Monday, September 18, 2017

India and China may have pulled back on the Himalayan frontier, but the bilateral chill is real

quartzindia - One week can be a long time in inter-state relations. In a week’s time, India and China had kissed and made up after their armies stood eyeball to eyeball at the Doklam Plateau for more than two months. The trouble at the India-Bhutan-China tri-junction began on June 16 when Indian soldiers detected construction activity on what is considered disputed territory on the Doklam Plateau. Chinese workers seemed to be building a road that would have allowed China to project power further into the territory claimed by Bhutan, thereby giving Beijing an ability to cut India’s northeast from the mainland.

India’s response was immediate. The government sent troops into Bhutan to halt the road-building, demanding restoration of status quo ante. As the Indian external affairs minister explained in the Indian parliament: “Our (Indian) concerns emanate from Chinese action on the ground which have implications for the determination of the tri-junction boundary point between India, China and Bhutan and the alignment of India-China boundary in the Sikkim sector.” Sushma Swaraj added that “dialogue is the only way out of the Doklam standoff…and this should be seen in the context of the entire bilateral relationship.”

China, for its part, demanded that India withdraw unconditionally from Doklam before any meaningful bilateral talks could be held, and state-owned media launched a shrill campaign, at times threatening war and issuing reminders of the 1962 conflict between the two countries and India’s humiliating defeat.

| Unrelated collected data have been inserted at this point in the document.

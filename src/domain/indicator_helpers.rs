//! Shared rolling-window helpers for indicator calculations.
//!
//! Each helper takes a source series where `None` marks a missing input and
//! returns a series of the same length. A `None` input restarts the window,
//! so a helper applied to another indicator's output warms up after that
//! indicator does. All helpers update in O(1) per bar.

use std::collections::VecDeque;

/// Simple mean over the last `period` values.
pub fn rolling_mean(source: &[Option<f64>], period: usize) -> Vec<Option<f64>> {
    let mut out = Vec::with_capacity(source.len());
    if period == 0 {
        out.resize(source.len(), None);
        return out;
    }

    let mut sum = 0.0;
    let mut run = 0usize;
    for (i, value) in source.iter().enumerate() {
        let Some(x) = *value else {
            sum = 0.0;
            run = 0;
            out.push(None);
            continue;
        };
        sum += x;
        run += 1;
        if run > period {
            sum -= source[i - period].unwrap_or(0.0);
        }
        out.push((run >= period).then(|| sum / period as f64));
    }
    out
}

/// Population standard deviation over the last `period` values.
///
/// Keeps a sliding mean and sum of squared deviations (Welford), so large
/// prices with a small spread do not cancel out. Rounding can still leave the
/// squared sum fractionally below zero on flat input, so it is clamped.
pub fn rolling_stddev(source: &[Option<f64>], period: usize) -> Vec<Option<f64>> {
    let mut out = Vec::with_capacity(source.len());
    if period == 0 {
        out.resize(source.len(), None);
        return out;
    }

    let n = period as f64;
    let mut mean = 0.0;
    let mut m2 = 0.0;
    let mut run = 0usize;
    for (i, value) in source.iter().enumerate() {
        let Some(x) = *value else {
            mean = 0.0;
            m2 = 0.0;
            run = 0;
            out.push(None);
            continue;
        };
        run += 1;
        if run <= period {
            let delta = x - mean;
            mean += delta / run as f64;
            m2 += delta * (x - mean);
        } else {
            let old = source[i - period].unwrap_or(0.0);
            let prev_mean = mean;
            mean += (x - old) / n;
            m2 += (x - old) * (x - mean + old - prev_mean);
        }
        out.push((run >= period).then(|| (m2 / n).max(0.0).sqrt()));
    }
    out
}

/// Linearly weighted mean; the newest value has weight `period`.
pub fn rolling_wma(source: &[Option<f64>], period: usize) -> Vec<Option<f64>> {
    let mut out = Vec::with_capacity(source.len());
    if period == 0 {
        out.resize(source.len(), None);
        return out;
    }

    let denominator = period as f64 * (period as f64 + 1.0) / 2.0;
    let mut total = 0.0;
    let mut numerator = 0.0;
    let mut run = 0usize;
    for (i, value) in source.iter().enumerate() {
        let Some(x) = *value else {
            total = 0.0;
            numerator = 0.0;
            run = 0;
            out.push(None);
            continue;
        };
        run += 1;
        if run <= period {
            numerator += run as f64 * x;
            total += x;
        } else {
            // Shifting the window lowers every weight by one.
            numerator = numerator - total + period as f64 * x;
            total = total + x - source[i - period].unwrap_or(0.0);
        }
        out.push((run >= period).then(|| numerator / denominator));
    }
    out
}

/// EMA with k = 2/(n+1), seeded with the SMA of the first `period` values.
pub fn rolling_ema(source: &[Option<f64>], period: usize) -> Vec<Option<f64>> {
    let k = 2.0 / (period as f64 + 1.0);
    smoothed(source, period, |prev, x| x * k + prev * (1.0 - k))
}

/// Wilder's smoothing: seed with the SMA, then (prev·(n-1) + x) / n.
pub fn wilder(source: &[Option<f64>], period: usize) -> Vec<Option<f64>> {
    let n = period as f64;
    smoothed(source, period, |prev, x| (prev * (n - 1.0) + x) / n)
}

fn smoothed(
    source: &[Option<f64>],
    period: usize,
    step: impl Fn(f64, f64) -> f64,
) -> Vec<Option<f64>> {
    let mut out = Vec::with_capacity(source.len());
    if period == 0 {
        out.resize(source.len(), None);
        return out;
    }

    let mut seed_sum = 0.0;
    let mut run = 0usize;
    let mut current = 0.0;
    for value in source {
        let Some(x) = *value else {
            seed_sum = 0.0;
            run = 0;
            out.push(None);
            continue;
        };
        run += 1;
        if run < period {
            seed_sum += x;
            out.push(None);
        } else if run == period {
            current = (seed_sum + x) / period as f64;
            out.push(Some(current));
        } else {
            current = step(current, x);
            out.push(Some(current));
        }
    }
    out
}

/// Highest value over the last `period` entries (monotonic deque).
pub fn rolling_max(source: &[f64], period: usize) -> Vec<Option<f64>> {
    rolling_extreme(source, period, |candidate, kept| candidate >= kept)
}

/// Lowest value over the last `period` entries (monotonic deque).
pub fn rolling_min(source: &[f64], period: usize) -> Vec<Option<f64>> {
    rolling_extreme(source, period, |candidate, kept| candidate <= kept)
}

fn rolling_extreme(
    source: &[f64],
    period: usize,
    dominates: impl Fn(f64, f64) -> bool,
) -> Vec<Option<f64>> {
    let mut out = Vec::with_capacity(source.len());
    if period == 0 {
        out.resize(source.len(), None);
        return out;
    }

    let mut window: VecDeque<usize> = VecDeque::with_capacity(period.min(source.len()));
    for (i, &x) in source.iter().enumerate() {
        while window.back().is_some_and(|&j| dominates(x, source[j])) {
            window.pop_back();
        }
        window.push_back(i);
        if window.front().is_some_and(|&j| i - j >= period) {
            window.pop_front();
        }
        let extreme = window.front().map(|&j| source[j]);
        out.push(if i + 1 >= period { extreme } else { None });
    }
    out
}

#[cfg(test)]
mod tests {
    use super::*;
    use approx::assert_relative_eq;

    fn some(values: &[f64]) -> Vec<Option<f64>> {
        values.iter().copied().map(Some).collect()
    }

    fn naive_mean(values: &[f64], i: usize, period: usize) -> f64 {
        values[i + 1 - period..=i].iter().sum::<f64>() / period as f64
    }

    #[test]
    fn mean_warmup_and_values() {
        let out = rolling_mean(&some(&[1.0, 2.0, 3.0, 4.0]), 3);
        assert_eq!(out[0], None);
        assert_eq!(out[1], None);
        assert_relative_eq!(out[2].unwrap(), 2.0);
        assert_relative_eq!(out[3].unwrap(), 3.0);
    }

    #[test]
    fn mean_restarts_after_gap() {
        let out = rolling_mean(&[None, Some(2.0), Some(4.0), Some(6.0)], 2);
        assert_eq!(out, vec![None, None, Some(3.0), Some(5.0)]);
    }

    #[test]
    fn mean_matches_naive_window() {
        let values: Vec<f64> = (0..50).map(|i| ((i * 37) % 11) as f64 + 0.5).collect();
        let out = rolling_mean(&some(&values), 7);
        for i in 6..values.len() {
            assert_relative_eq!(out[i].unwrap(), naive_mean(&values, i, 7), epsilon = 1e-9);
        }
    }

    #[test]
    fn stddev_flat_input_is_zero() {
        let out = rolling_stddev(&some(&[100.0; 10]), 4);
        for v in out.iter().skip(3) {
            assert!(v.unwrap() >= 0.0);
            assert!(v.unwrap() < 1e-6);
        }
    }

    #[test]
    fn stddev_known_value() {
        // population stddev of [2,4,4,4,5,5,7,9] is 2
        let out = rolling_stddev(&some(&[2.0, 4.0, 4.0, 4.0, 5.0, 5.0, 7.0, 9.0]), 8);
        assert_relative_eq!(out[7].unwrap(), 2.0, epsilon = 1e-9);
    }

    #[test]
    fn stddev_holds_precision_on_large_prices() {
        // every window is a permutation of base + {0, 1, 2}
        let values: Vec<f64> = (0..60).map(|i| 1e9 + (i % 3) as f64).collect();
        let out = rolling_stddev(&some(&values), 3);
        let expected = (2.0f64 / 3.0).sqrt();
        for v in out.iter().skip(2) {
            assert_relative_eq!(v.unwrap(), expected, epsilon = 1e-4);
        }
    }

    #[test]
    fn stddev_matches_two_pass_window() {
        let values: Vec<f64> = (0..80).map(|i| 250.0 + ((i * 13) % 17) as f64 * 0.37).collect();
        let out = rolling_stddev(&some(&values), 9);
        for i in 8..values.len() {
            let mean = naive_mean(&values, i, 9);
            let var = values[i - 8..=i].iter().map(|x| (x - mean).powi(2)).sum::<f64>() / 9.0;
            assert_relative_eq!(out[i].unwrap(), var.sqrt(), epsilon = 1e-9);
        }
    }

    #[test]
    fn wma_matches_weighted_sum() {
        let values = [10.0, 20.0, 30.0, 40.0, 50.0];
        let out = rolling_wma(&some(&values), 3);
        assert_eq!(out[1], None);
        // (10*1 + 20*2 + 30*3) / 6
        assert_relative_eq!(out[2].unwrap(), 140.0 / 6.0);
        // (20*1 + 30*2 + 40*3) / 6
        assert_relative_eq!(out[3].unwrap(), 200.0 / 6.0);
        assert_relative_eq!(out[4].unwrap(), 260.0 / 6.0);
    }

    #[test]
    fn ema_seed_is_sma() {
        let out = rolling_ema(&some(&[10.0, 20.0, 30.0, 40.0]), 3);
        assert_eq!(out[1], None);
        assert_relative_eq!(out[2].unwrap(), 20.0);
        assert_relative_eq!(out[3].unwrap(), 40.0 * 0.5 + 20.0 * 0.5);
    }

    #[test]
    fn wilder_recursion() {
        let out = wilder(&some(&[1.0, 3.0, 5.0]), 2);
        assert_relative_eq!(out[1].unwrap(), 2.0);
        assert_relative_eq!(out[2].unwrap(), (2.0 + 5.0) / 2.0);
    }

    #[test]
    fn max_and_min_windows() {
        let values = [3.0, 1.0, 4.0, 1.0, 5.0, 9.0, 2.0, 6.0];
        let highs = rolling_max(&values, 3);
        let lows = rolling_min(&values, 3);
        assert_eq!(highs[1], None);
        assert_eq!(highs[2], Some(4.0));
        assert_eq!(highs[3], Some(4.0));
        assert_eq!(highs[6], Some(9.0));
        assert_eq!(highs[7], Some(9.0));
        assert_eq!(lows[2], Some(1.0));
        assert_eq!(lows[5], Some(1.0));
        assert_eq!(lows[7], Some(2.0));
    }

    #[test]
    fn oversized_period_is_never_valid() {
        let values = [1.0, 2.0, 3.0, 4.0];
        let opts = some(&values);
        for period in [usize::MAX, usize::MAX / 2, 5_000_000_000] {
            assert!(rolling_mean(&opts, period).iter().all(|v| v.is_none()));
            assert!(rolling_stddev(&opts, period).iter().all(|v| v.is_none()));
            assert!(rolling_wma(&opts, period).iter().all(|v| v.is_none()));
            assert!(rolling_ema(&opts, period).iter().all(|v| v.is_none()));
            assert!(wilder(&opts, period).iter().all(|v| v.is_none()));
            assert!(rolling_max(&values, period).iter().all(|v| v.is_none()));
            assert!(rolling_min(&values, period).iter().all(|v| v.is_none()));
        }
    }

    #[test]
    fn zero_period_is_never_valid() {
        assert!(rolling_mean(&some(&[1.0, 2.0]), 0).iter().all(|v| v.is_none()));
        assert!(rolling_max(&[1.0, 2.0], 0).iter().all(|v| v.is_none()));
        assert!(rolling_ema(&some(&[1.0, 2.0]), 0).iter().all(|v| v.is_none()));
    }
}
//! Awesome Oscillator: SMA(median price, 5) - SMA(median price, 34).

use crate::domain::indicator::{IndicatorSeries, IndicatorType};
use crate::domain::indicator_helpers::rolling_mean;
use crate::domain::ohlcv::Bar;

pub const FAST_PERIOD: usize = 5;
pub const SLOW_PERIOD: usize = 34;

pub fn calculate_awesome_oscillator(bars: &[Bar]) -> IndicatorSeries {
    let median: Vec<Option<f64>> = bars.iter().map(|b| Some(b.median_price())).collect();
    let fast = rolling_mean(&median, FAST_PERIOD);
    let slow = rolling_mean(&median, SLOW_PERIOD);

    let values = fast
        .iter()
        .zip(&slow)
        .map(|(f, s)| Some((*f)? - (*s)?))
        .collect();

    IndicatorSeries::from_options(IndicatorType::AwesomeOscillator, bars, values)
}
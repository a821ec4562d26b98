//! Stochastic oscillator %K.
//!
//! %K = 100 * (C - LL(n)) / (HH(n) - LL(n))
//!
//! A flat window (HH == LL) has no defined position and is left invalid.

use crate::domain::indicator::{IndicatorSeries, IndicatorType};
use crate::domain::indicator_helpers::{rolling_max, rolling_min};
use crate::domain::ohlcv::Bar;

pub const DEFAULT_PERIOD: usize = 14;

pub fn calculate_stochastic_k(bars: &[Bar], period: usize) -> IndicatorSeries {
    let highs: Vec<f64> = bars.iter().map(|b| b.high).collect();
    let lows: Vec<f64> = bars.iter().map(|b| b.low).collect();
    let hh = rolling_max(&highs, period);
    let ll = rolling_min(&lows, period);

    let values = bars
        .iter()
        .enumerate()
        .map(|(i, bar)| {
            let (hh, ll) = (hh[i]?, ll[i]?);
            let range = hh - ll;
            (range != 0.0).then(|| 100.0 * (bar.close - ll) / range)
        })
        .collect();

    IndicatorSeries::from_options(IndicatorType::StochasticK(period), bars, values)
}
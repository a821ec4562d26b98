//! Hull Moving Average.
//!
//! HMA(n) = WMA(2*WMA(n/2) - WMA(n), floor(sqrt(n)))
//!
//! Built from the two WMA series the engine already caches.

use crate::domain::indicator::{IndicatorSeries, IndicatorType};
use crate::domain::indicator_helpers::rolling_wma;
use crate::domain::ohlcv::Bar;

pub const DEFAULT_PERIOD: usize = 20;

pub fn half_period(period: usize) -> usize {
    (period / 2).max(1)
}

pub fn sqrt_period(period: usize) -> usize {
    ((period as f64).sqrt() as usize).max(1)
}

pub fn calculate_hma(
    bars: &[Bar],
    period: usize,
    wma_half: &IndicatorSeries,
    wma_full: &IndicatorSeries,
) -> IndicatorSeries {
    let raw: Vec<Option<f64>> = (0..bars.len())
        .map(|i| Some(2.0 * wma_half.value(i)? - wma_full.value(i)?))
        .collect();
    IndicatorSeries::from_options(
        IndicatorType::Hma(period),
        bars,
        rolling_wma(&raw, sqrt_period(period)),
    )
}
//! A compiled entry/exit pair.

use crate::domain::error::StrategistError;
use crate::domain::indicator::engine::IndicatorEngine;
use crate::domain::rule::RuleGroup;
use crate::domain::rule_compiler::{compile_group, Predicate};
use tracing::debug;

#[derive(Debug, Clone)]
pub struct Strategy {
    pub entry: Predicate,
    pub exit: Predicate,
}

impl Strategy {
    /// Compiles both rule trees through one engine so their indicators share a cache.
    pub fn compile(
        entry: &RuleGroup,
        exit: &RuleGroup,
        engine: &mut IndicatorEngine<'_>,
    ) -> Result<Self, StrategistError> {
        let entry_predicate = compile_group(entry, engine)?;
        let exit_predicate = compile_group(exit, engine)?;
        debug!(
            entry_rules = entry.leaf_count(),
            exit_rules = exit.leaf_count(),
            indicators = engine.cached_count(),
            "compiled strategy"
        );
        Ok(Self {
            entry: entry_predicate,
            exit: exit_predicate,
        })
    }

    /// A strategy that never trades.
    pub fn idle() -> Self {
        Self {
            entry: Predicate::Never,
            exit: Predicate::Never,
        }
    }
}
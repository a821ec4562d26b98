//! Bollinger Bands indicator.
//!
//! Bollinger Bands consist of:
//! - Middle: Simple Moving Average (SMA) over n periods
//! - Upper: Middle + (multiplier × StdDev)
//! - Lower: Middle - (multiplier × StdDev)
//!
//! Where StdDev is population standard deviation (divides by N, not N-1).
//!
//! Default parameters: period=20, multiplier=2.0
//! Warmup: first (period-1) bars are invalid.
//!
//! Each band is its own series; both are built from the same cached SMA and
//! STDDEV series.

use crate::domain::indicator::{Band, Factor, IndicatorSeries, IndicatorType};
use crate::domain::ohlcv::Bar;

pub const DEFAULT_PERIOD: usize = 20;
pub const DEFAULT_K: f64 = 2.0;

pub fn calculate_bollinger_band(
    bars: &[Bar],
    band: Band,
    period: usize,
    k: Factor,
    middle: &IndicatorSeries,
    deviation: &IndicatorSeries,
) -> IndicatorSeries {
    let width = |i: usize| Some(k.get() * deviation.value(i)?);
    let values = (0..bars.len())
        .map(|i| match band {
            Band::Upper => Some(middle.value(i)? + width(i)?),
            Band::Lower => Some(middle.value(i)? - width(i)?),
        })
        .collect();

    let indicator_type = match band {
        Band::Upper => IndicatorType::BollingerUpper { period, k },
        Band::Lower => IndicatorType::BollingerLower { period, k },
    };
    IndicatorSeries::from_options(indicator_type, bars, values)
}
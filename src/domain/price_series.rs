//! Ordered bar container that every indicator and backtest runs over.

use crate::domain::ohlcv::{Bar, PriceRecord};
use tracing::{debug, warn};

/// Bars with strictly increasing timestamps, indexed `0..len()`.
#[derive(Debug, Clone, PartialEq)]
pub struct PriceSeries {
    symbol: String,
    bars: Vec<Bar>,
}

impl PriceSeries {
    /// Admits provider rows in order. Rows missing any of open/high/low/close
    /// and rows that do not advance the timestamp are dropped.
    pub fn from_records(symbol: &str, records: &[PriceRecord]) -> Self {
        let mut bars: Vec<Bar> = Vec::with_capacity(records.len());
        let mut incomplete = 0usize;
        let mut out_of_order = 0usize;

        for record in records {
            let Some(bar) = Bar::from_record(record) else {
                incomplete += 1;
                continue;
            };
            if let Some(last) = bars.last() {
                if bar.timestamp <= last.timestamp {
                    out_of_order += 1;
                    continue;
                }
            }
            bars.push(bar);
        }

        if incomplete > 0 {
            debug!(symbol, incomplete, "dropped bars missing OHLC values");
        }
        if out_of_order > 0 {
            warn!(symbol, out_of_order, "dropped bars with non-increasing timestamps");
        }

        Self {
            symbol: symbol.to_string(),
            bars,
        }
    }

    /// Builds a series from bars the caller already knows are ordered.
    pub fn from_bars(symbol: &str, bars: Vec<Bar>) -> Self {
        let records: Vec<PriceRecord> = bars
            .into_iter()
            .map(|b| PriceRecord {
                timestamp: b.timestamp,
                open: Some(b.open),
                high: Some(b.high),
                low: Some(b.low),
                close: Some(b.close),
                adj_close: None,
                volume: b.volume,
            })
            .collect();
        Self::from_records(symbol, &records)
    }

    pub fn empty(symbol: &str) -> Self {
        Self {
            symbol: symbol.to_string(),
            bars: Vec::new(),
        }
    }

    pub fn symbol(&self) -> &str {
        &self.symbol
    }

    pub fn bars(&self) -> &[Bar] {
        &self.bars
    }

    pub fn bar(&self, index: usize) -> Option<&Bar> {
        self.bars.get(index)
    }

    pub fn len(&self) -> usize {
        self.bars.len()
    }

    pub fn is_empty(&self) -> bool {
        self.bars.is_empty()
    }

    pub fn close(&self, index: usize) -> Option<f64> {
        self.bars.get(index).map(|b| b.close)
    }
}
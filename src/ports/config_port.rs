//! Configuration access port trait.

pub trait ConfigPort {
    fn get_string(&self, section: &str, key: &str) -> Option<String>;
    fn get_int(&self, section: &str, key: &str, default: i64) -> i64;
    fn get_double(&self, section: &str, key: &str, default: f64) -> f64;
    fn get_bool(&self, section: &str, key: &str, default: bool) -> bool;
}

New Delhi was responsible in handling the crisis—refusing to be drawn into escalation by bellicose rhetoric and not losing its nerve. Tensions continued to rise through Aug. 26 when disengagement was announced and an understanding reached with the withdrawal of Indian troops and cessation of Chinese road construction in the area.

Notwithstanding the spin used by both sides to justify disengagement, the BRICS summit played a key role in the final outcome as representatives of Brazil, Russia, India, China, and South Africa headed for Xiamen in early September. It would have been difficult for Indian prime minister Narendra Modi to justify his presence at the summit with Indian and Chinese forces facing off each other at the border. And for Chinese president Xi Jinping, keen on presenting himself as a global statesman, India’s absence would have meant the beginning of the end of BRICS, tarnishing Xi’s reputation in the run-up to the critical Communist Party Congress in October.

As the scene shifted to Xiamen for the BRICS summit, India underscored its dissatisfaction with how BRICS member states dealt with the issue of terrorism during the previous summit in Goa. Despite India making terrorism a priority, China not only blocked India’s attempts to include the names of Pakistan-based terror groups like Lashkar-e-Taiba (LeT) and Jaish-e-Muhammad (JeM) in the 2016 BRICS declaration, but openly defended Pakistan after the summit, saying it opposed linking any country or religion with terror and asked the world community to acknowledge Pakistan’s “great sacrifices.”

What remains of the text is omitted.